Laurie Jill Michelson
How Judge Michelson decides
Patterns drawn from this judge's own signed orders. Every observation links to the order it came from.
Procedural preferences
On a Rule 12(b)(6) motion she confines review strictly to the four corners of the complaint: a plaintiff cannot rehabilitate a conclusory complaint through arguments or new allegations raised in a response brief. Plead the facts in the complaint itself.
“A plaintiff’s response brief to a motion to dismiss cannot cure a deficient complaint. ... it is black-letter law that ... a court evaluating ... a motion to dismiss[] must focus only on the allegations in the pleadings.”
Will not entertain a premature summary-judgment motion: pre-discovery MSJs are disfavored and pre-service MSJs are flatly premature, dismissed without prejudice to refiling at the appropriate time. Wait for service and discovery.
“Shaik’s motion is premature. The parties have not yet had a scheduling conference with the Court, let alone engaged in any discovery. ... Pre-discovery motions for summary judgment are generally disfavored. ... And pre-service motions certainly are premature.”

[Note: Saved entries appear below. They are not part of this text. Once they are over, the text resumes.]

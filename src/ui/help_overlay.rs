//! Help overlay listing the chart's key bindings and what the bar colours mean

use ratatui::{
    layout::{Constraint, Flex, Layout, Rect},
    style::{Color, Modifier, Style},
    text::{Line, Span},
    widgets::{Block, Borders, Clear, Paragraph},
    Frame,
};

use crate::prices::ChartMode;

/// Key bindings shown in the overlay, as (keys, action)
const SHORTCUTS: [(&str, &str); 5] = [
    ("\u{2190}/h, \u{2192}/l", "Scroll through date pairs"),
    ("Home, End", "Jump to first / last bar"),
    ("m", "Switch lowest-price / grouped"),
    ("?", "Toggle this help"),
    ("q, Esc", "Quit"),
];

const OVERLAY_WIDTH: u16 = 48;

/// Title, blank, shortcuts, blank, legend, blank, footer, plus the border
const OVERLAY_HEIGHT: u16 = SHORTCUTS.len() as u16 + 8;

/// Draws the overlay centred over whatever is already on screen
pub fn render(frame: &mut Frame, mode: ChartMode) {
    let overlay_area = centered_rect(OVERLAY_WIDTH, OVERLAY_HEIGHT, frame.area());
    frame.render_widget(Clear, overlay_area);

    let mut lines = vec![
        Line::from(Span::styled(
            "Keyboard Shortcuts",
            Style::default()
                .fg(Color::Cyan)
                .add_modifier(Modifier::BOLD),
        )),
        Line::from(""),
    ];
    lines.extend(SHORTCUTS.iter().map(|(keys, action)| shortcut_line(keys, action)));
    lines.push(Line::from(""));
    lines.push(Line::from(Span::styled(
        legend(mode),
        Style::default().fg(Color::Gray),
    )));
    lines.push(Line::from(""));
    lines.push(Line::from(Span::styled(
        "Press Esc or ? to close",
        Style::default().fg(Color::DarkGray),
    )));

    let block = Block::default()
        .title(" Help ")
        .borders(Borders::ALL)
        .border_style(Style::default().fg(Color::Cyan));

    frame.render_widget(Paragraph::new(lines).block(block), overlay_area);
}

fn legend(mode: ChartMode) -> &'static str {
    match mode {
        ChartMode::LowestPrice => "Green: mean price <= average - 1 std dev",
        ChartMode::Grouped => "Each colour is one run of date pairs",
    }
}

fn shortcut_line(keys: &str, action: &str) -> Line<'static> {
    Line::from(vec![
        Span::styled(format!("  {:<12}", keys), Style::default().fg(Color::Yellow)),
        Span::raw(action.to_string()),
    ])
}

fn centered_rect(width: u16, height: u16, area: Rect) -> Rect {
    let [row] = Layout::vertical([Constraint::Length(height)])
        .flex(Flex::Center)
        .areas(area);
    let [cell] = Layout::horizontal([Constraint::Length(width)])
        .flex(Flex::Center)
        .areas(row);
    cell
}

On unobjected-to R&Rs she applies the Sixth Circuit's procedural-default rule (Walters / Thomas v. Arn): failure to file specific objections waives review even at the district-court level. Object specifically and on time to preserve any review.
“The Court finds that the parties’ failure to object is a procedural default, waiving review of the Magistrate Judge’s findings by this Court. ... a party shall file objections with the district court or else waive right to appeal.”
Cautions
Construes pro se filings liberally but enforces basic pleading requirements equally against represented and self-represented plaintiffs -- liberal construction is 'not boundless'.
“while a pro se litigant’s complaint must be construed “liberally,” ... the Court’s leniency is “not boundless.” ... Basic pleading requirements “apply to self-represented and counseled plaintiffs alike.””
Motion outcomes
Counted from classified signed orders only. Percentages are shown only where the sample is large enough to be meaningful; smaller samples are reported as raw counts.
| Summary judgment N = 5 |
Granted: 2Denied: 2Moot / procedural: 1 | counts only |
| Motions to dismiss N = 2 |
Granted: 2 | counts only |
| Motion for reconsideration N = 1 |
Granted in part: 1 | counts only |
| Motion to alter or amend judgment N = 1 |
Denied: 1 | counts only |
A "1 of 1" is one ruling, not a tendency. Treat small samples as illustrative, not predictive.
Signed rulings
A grounded sample of orders signed by this judge, with the verbatim dispositive language.
“this Court DENIES Plaintiff’s motion for summary judgment (R. 14) and GRANTS Defendant’s motion for summary judgment (R. 16).”
“this Court DENIES Plaintiff’s motion for summary judgment (R. 14) and GRANTS Defendant’s motion for summary judgment (R. 16).”
“the Commissioner’s motion for summary judgment (R. 13) is GRANTED and the Plaintiff’s motion (R. 12) is DENIED.”
“the Commissioner’s motion for summary judgment (R. 13) is GRANTED and the Plaintiff’s motion (R. 12) is DENIED.”
“Hire Counsel’s motion to dismiss (ECF No. 13) is GRANTED. Counts I, III, and IV are DISMISSED WITHOUT PREJUDICE to refiling if administrative remedies are timely and properly exhausted. Counts V and VI are DISMISSED WITHOUT PREJUDICE to refiling in state court. Count II is DISMISSED WITH PREJUDICE.”
“the Court DISMISSES Shaik’s Motion for Summary Judgment (ECF No. 23) without prejudice to refiling at the appropriate time.”
“Trans Union’s motion to dismiss is GRANTED and the case is DISMISSED WITHOUT PREJUDICE.”
“Queen’s motion for reconsideration is GRANTED IN PART and the Court VACATES the portion of its opinion that concluded it lacked jurisdiction over the motion.”
“The Court reiterates that holding here, and denies Queen’s motion to alter or amend the judgment on the merits.”
Caseload & timing
From public federal docket records for this judge.
Nature-of-suit mix observed across her enumeration + the GovInfo civil dockets. Michelson carries a notable share of qui tam / False Claims Act cases plus consumer-credit (FCRA), employment-discrimination, civil-rights, Social Security, criminal, and some duty-docket search/seizure-warrant matters (not counted as merits cases).